**Study material:**
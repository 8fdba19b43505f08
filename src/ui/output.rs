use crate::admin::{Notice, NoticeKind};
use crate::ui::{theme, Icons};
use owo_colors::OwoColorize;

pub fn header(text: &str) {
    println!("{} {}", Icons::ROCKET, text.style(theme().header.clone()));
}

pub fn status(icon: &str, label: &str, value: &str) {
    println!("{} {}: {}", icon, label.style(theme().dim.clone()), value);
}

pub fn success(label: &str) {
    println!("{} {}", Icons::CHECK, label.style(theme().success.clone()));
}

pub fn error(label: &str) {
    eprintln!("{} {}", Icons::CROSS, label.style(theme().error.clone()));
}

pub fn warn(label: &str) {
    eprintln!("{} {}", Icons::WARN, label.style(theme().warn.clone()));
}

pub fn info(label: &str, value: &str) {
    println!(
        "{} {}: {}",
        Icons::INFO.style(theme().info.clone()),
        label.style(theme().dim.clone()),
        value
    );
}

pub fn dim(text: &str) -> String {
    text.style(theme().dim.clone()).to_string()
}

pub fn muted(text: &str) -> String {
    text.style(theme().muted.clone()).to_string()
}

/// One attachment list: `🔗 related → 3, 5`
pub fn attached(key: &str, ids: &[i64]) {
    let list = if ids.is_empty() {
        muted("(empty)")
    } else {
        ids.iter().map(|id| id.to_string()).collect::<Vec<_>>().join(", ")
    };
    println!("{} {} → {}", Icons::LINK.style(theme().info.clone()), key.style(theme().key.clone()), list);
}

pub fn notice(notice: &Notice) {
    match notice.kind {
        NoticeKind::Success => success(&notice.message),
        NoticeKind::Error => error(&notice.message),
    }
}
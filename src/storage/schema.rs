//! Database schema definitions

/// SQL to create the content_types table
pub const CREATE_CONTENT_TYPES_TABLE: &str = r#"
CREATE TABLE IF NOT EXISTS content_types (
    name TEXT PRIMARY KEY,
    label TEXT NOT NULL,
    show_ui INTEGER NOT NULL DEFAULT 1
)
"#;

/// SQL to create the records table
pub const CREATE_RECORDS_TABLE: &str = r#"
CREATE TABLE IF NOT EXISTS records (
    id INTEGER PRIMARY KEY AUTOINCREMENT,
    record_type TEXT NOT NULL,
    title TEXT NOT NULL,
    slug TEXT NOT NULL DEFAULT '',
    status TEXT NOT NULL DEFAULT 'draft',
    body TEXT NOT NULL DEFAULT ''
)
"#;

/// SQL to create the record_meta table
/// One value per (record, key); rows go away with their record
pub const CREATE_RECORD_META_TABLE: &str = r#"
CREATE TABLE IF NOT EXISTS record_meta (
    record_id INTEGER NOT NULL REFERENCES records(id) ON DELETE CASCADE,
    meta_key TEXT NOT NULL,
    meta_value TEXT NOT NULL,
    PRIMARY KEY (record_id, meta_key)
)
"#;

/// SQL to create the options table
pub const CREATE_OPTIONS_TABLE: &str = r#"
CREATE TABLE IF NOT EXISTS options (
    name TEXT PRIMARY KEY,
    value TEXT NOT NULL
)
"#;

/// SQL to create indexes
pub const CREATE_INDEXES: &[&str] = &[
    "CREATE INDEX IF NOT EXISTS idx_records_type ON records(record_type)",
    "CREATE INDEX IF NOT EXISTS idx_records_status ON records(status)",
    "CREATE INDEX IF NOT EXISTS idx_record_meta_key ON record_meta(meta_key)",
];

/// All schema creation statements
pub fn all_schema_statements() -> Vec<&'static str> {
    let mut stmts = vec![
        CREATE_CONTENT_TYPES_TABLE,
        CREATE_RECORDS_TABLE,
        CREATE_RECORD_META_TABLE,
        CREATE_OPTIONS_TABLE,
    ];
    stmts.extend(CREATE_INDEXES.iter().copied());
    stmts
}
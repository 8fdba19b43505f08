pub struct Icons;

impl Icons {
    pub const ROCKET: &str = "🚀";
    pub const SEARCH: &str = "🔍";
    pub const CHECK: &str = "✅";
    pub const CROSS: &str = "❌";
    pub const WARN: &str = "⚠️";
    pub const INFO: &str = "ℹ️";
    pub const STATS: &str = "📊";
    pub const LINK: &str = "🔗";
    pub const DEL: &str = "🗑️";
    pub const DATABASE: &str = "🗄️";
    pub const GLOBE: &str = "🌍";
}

**Work task:**
Check each line of the material for the word "INTEGER". Copy the ones that have it.

**Final answer:**
    show_ui INTEGER NOT NULL DEFAULT 1
    id INTEGER PRIMARY KEY AUTOINCREMENT,
    record_id INTEGER NOT NULL REFERENCES records(id) ON DELETE CASCADE,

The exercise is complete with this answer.